Additional genetic targets are present in the majority of AML patients with NPM1, KMT2A or NUP98 aberrations potentially impacting combination therapy with menin inhibitors Free

Introduction:

The exploration of menin inhibitors has opened new ways for targeted treatment – however, it is still unclear exactly which AML cases would benefit from menin inhibition. Recent studies have highlighted the clinical potential of menin inhibitors for AML with NPM1 mutations (NMP1m) or rearrangements of KMT2A (KMT2Ar) or NUP98 (NUP98r), all of which are characterized by activated HOX/MEIS genes, while the efficacy is unclear for patients with KMT2A-PTD (partial tandem duplication). In addition, the combination of menin inhibitors with FLT3 inhibitors or other targeted drugs has shown first promising results.

Aim:

We aimed to identify - based on HOX/MEIS gene expression signatures - AML cases, which may benefit from menin inhibition therapy, and to comprehensively evaluate the frequency, pattern, and clonal hierarchy of targetable co-mutations.

Methods:

We enrolled 13,458 adult patients diagnosed with de novo AML. Bone marrow and/or peripheral blood samples underwent examination through cytomorphology, cytogenetics, FISH, panel sequencing, fragment length analysis for FLT3-ITD detection, and RT-PCR for KMT2A-PTD detection.

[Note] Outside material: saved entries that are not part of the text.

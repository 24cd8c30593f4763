use crate::core::body::{Body, BodyId};
use crate::core::boundary::Wall;
use crate::error::{Error, Result};
use ordered_float::NotNan;
use std::cmp::Ordering;

/// One side of a collision: a real body, or an edge of the boundary.
#[derive(Debug, Clone, Copy, PartialEq, Eq, Hash)]
pub enum Participant {
    Body(BodyId),
    Boundary(Wall),
}

impl Participant {
    #[inline]
    pub fn body(self) -> Option<BodyId> {
        match self {
            Participant::Body(id) => Some(id),
            Participant::Boundary(_) => None,
        }
    }

    #[inline]
    pub fn is_boundary(self) -> bool {
        matches!(self, Participant::Boundary(_))
    }

    #[inline]
    fn order_key(self) -> (u8, usize) {
        match self {
            Participant::Body(id) => (0, id.index()),
            Participant::Boundary(w) => (1, w as usize),
        }
    }
}

/// A scheduled collision in the pending heap.
///
/// - `time`: absolute event time (finite, non-NaN).
/// - `a`, `b`: participants; never both boundary.
/// - `rev_a`, `rev_b`: revision snapshots for invalidation; `None` for the boundary.
///
/// Tie-breaking at equal times prefers body-body events over body-wall events,
/// then lower participant ids, so replay is deterministic.
#[derive(Debug, Clone, Copy, PartialEq, Eq)]
pub struct CollisionEvent {
    pub time: NotNan<f64>,
    pub a: Participant,
    pub b: Participant,
    pub rev_a: Option<u64>,
    pub rev_b: Option<u64>,
}

impl CollisionEvent {
    /// Create a new event, validating the time and the participant/snapshot pairing.
    pub fn new(
        time: f64,
        a: Participant,
        rev_a: Option<u64>,
        b: Participant,
        rev_b: Option<u64>,
    ) -> Result<Self> {
        if a.is_boundary() && b.is_boundary() {
            return Err(Error::BoundaryPair);
        }
        if !time.is_finite() {
            return Err(Error::InvalidParam("event time must be finite".into()));
        }
        if a.is_boundary() == rev_a.is_some() || b.is_boundary() == rev_b.is_some() {
            return Err(Error::InvalidParam(
                "revision snapshots must be present exactly for body participants".into(),
            ));
        }
        let time = NotNan::new(time)
            .map_err(|_| Error::InvalidParam("event time cannot be NaN".into()))?;
        Ok(Self {
            time,
            a,
            b,
            rev_a,
            rev_b,
        })
    }

    /// Event between two bodies, snapshotting their current revisions.
    pub fn between(time: f64, i: BodyId, bi: &Body, j: BodyId, bj: &Body) -> Result<Self> {
        Self::new(
            time,
            Participant::Body(i),
            Some(bi.revision()),
            Participant::Body(j),
            Some(bj.revision()),
        )
    }

    /// Event between a body and a boundary edge.
    pub fn against_wall(time: f64, i: BodyId, bi: &Body, wall: Wall) -> Result<Self> {
        Self::new(
            time,
            Participant::Body(i),
            Some(bi.revision()),
            Participant::Boundary(wall),
            None,
        )
    }

    /// Returns the raw f64 event time.
    #[inline]
    pub fn time_f64(&self) -> f64 {
        self.time.into_inner()
    }

    #[inline]
    pub fn participants(&self) -> [Participant; 2] {
        [self.a, self.b]
    }

    /// Body participants of this event, in order.
    pub fn bodies(&self) -> impl Iterator<Item = BodyId> {
        self.participants().into_iter().filter_map(Participant::body)
    }

    #[inline]
    pub fn involves(&self, id: BodyId) -> bool {
        self.bodies().any(|b| b == id)
    }

    /// Whether every body snapshot still matches the arena. Boundary sides are always current.
    pub fn is_current(&self, bodies: &[Body]) -> bool {
        snapshot_matches(self.a, self.rev_a, bodies) && snapshot_matches(self.b, self.rev_b, bodies)
    }

    #[inline]
    fn kind_rank(&self) -> u8 {
        u8::from(self.a.is_boundary() || self.b.is_boundary())
    }
}

fn snapshot_matches(p: Participant, snapshot: Option<u64>, bodies: &[Body]) -> bool {
    match (p, snapshot) {
        (Participant::Boundary(_), _) => true,
        (Participant::Body(id), Some(rev)) => bodies
            .get(id.index())
            .is_some_and(|b| b.revision() == rev),
        (Participant::Body(_), None) => false,
    }
}

impl Ord for CollisionEvent {
    fn cmp(&self, other: &Self) -> Ordering {
        self.time
            .cmp(&other.time)
            .then_with(|| self.kind_rank().cmp(&other.kind_rank()))
            .then_with(|| self.a.order_key().cmp(&other.a.order_key()))
            .then_with(|| self.b.order_key().cmp(&other.b.order_key()))
            // Final tie-breaker on snapshots to ensure a total order.
            .then_with(|| (self.rev_a, self.rev_b).cmp(&(other.rev_a, other.rev_b)))
    }
}

impl PartialOrd for CollisionEvent {
    fn partial_cmp(&self, other: &Self) -> Option<Ordering> {
        Some(self.cmp(other))
    }
}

For a subset of 769 patients, whole genome and transcriptome sequencing was performed, and cases were clustered according to the expression of 21 HOX/MEIS-signature genes.

Results:

Hierarchical clustering of AML patients according to expression of HOX/MEIS-signature genes revealed four different clusters. Cases with KMT2Ar, NPM1m, or NUP98r, which have all been connected to menin sensitivity, were exclusively present (NPM1m, NUP98r) or enriched (KMT2Ar) in the two clusters characterized by high HOX/MEIS expression (p<0.001). In addition, cases with KMT2A-PTD were also highly enriched in these HOX/MEIS-high clusters (19-fold, p<0.001); we therefore included KMT2A-PTD as a distinct subset for further analysis. Within the entire cohort, 3,837 patients (29%) showed a genetic aberration potentially eligible for menin inhibitor therapy: 367 KMT2Ar (3%), 3,403 NPM1m (25%) and 67 NUP98r (3% of cases specifically tested). In addition, we identified KMT2A-PTD in 544 patients (7% of cases specifically tested). Targetable co-mutations in FLT3, IDH1 and IDH2 were detected in 63% of menin inhibitor eligible patients indicating a high potential for combination therapies. However, these targetable co-mutations were much less frequent in KMT2Ar cases (17%) compared to the others (NPM1m: 68%; NUP98r: 69%; KMT2A-PTD: 64%). In the KMT2Ar cohort, only FLT3 tyrosine kinase domain (TKD) mutations were detected at relevant frequency (11%), while FLT3-ITD or IDH1/2 mutations were very rare (≤2%). The NUP98r cohort showed a unique mutational landscape, with FLT3-ITD mutations being notably prevalent (57%), while all others were rare (≤5%). The NPM1m cohort was more heterogeneous with FLT3-ITD (39%), IDH2 (19%) and IDH1 (15%) mutations, and FLT3-TKD (13%) recurrently present. Interestingly, the co-mutation pattern of cases with KMT2A-PTD (FLT3-ITD 27%, IDH2 24%, IDH1 18%, and FLT3-TKD 7%) was very similar to the one of NPM1m but differed significantly from the KMT2Ar cohort. Analysis of clonal hierarchy revealed KMT2Ar and NUP98r as mainly ancestral (median clone size 85% and 84%), while NPM1m were often secondary (62%). In particular, IDH1 (77%) and IDH2 (79%) mainly showed larger clone sizes, while the clone size was comparable for FLT3 (54%) and NPM1.

Conclusions:

The HOX/MEIS-high gene expression signature of AML with KMT2A-PTD warrants further investigation of sensitivity to menin inhibitor treatment. The frequent presence of targetable FLT3 or IDH1/2 co-mutations in cases with NPM1m, KMT2Ar and NUP98r AML offers possibilities for combination therapies in the majority of patients. While the combination of menin and FLT3 inhibition is already being clinically tested in NPM1m and KMT2Ar patients, our findings on prevalence, mutational patterns, and clonal hierarchies in 13,458 cases provide evidence for additional combinations. The targetable co-mutational pattern of KMT2A-PTD cases was similar to NPM1m but completely different to KMT2Ar patients where mainly FLT3-TKD mutations were found. Within the small subset of NUP98r cases, FLT3-ITD inhibition could be particularly interesting for combination therapy. As we continue to unravel the genetic intricacies of AML, the prospect of personalized, mutation-specific treatments becomes increasingly tangible, promising progress of precision medicine in hematology.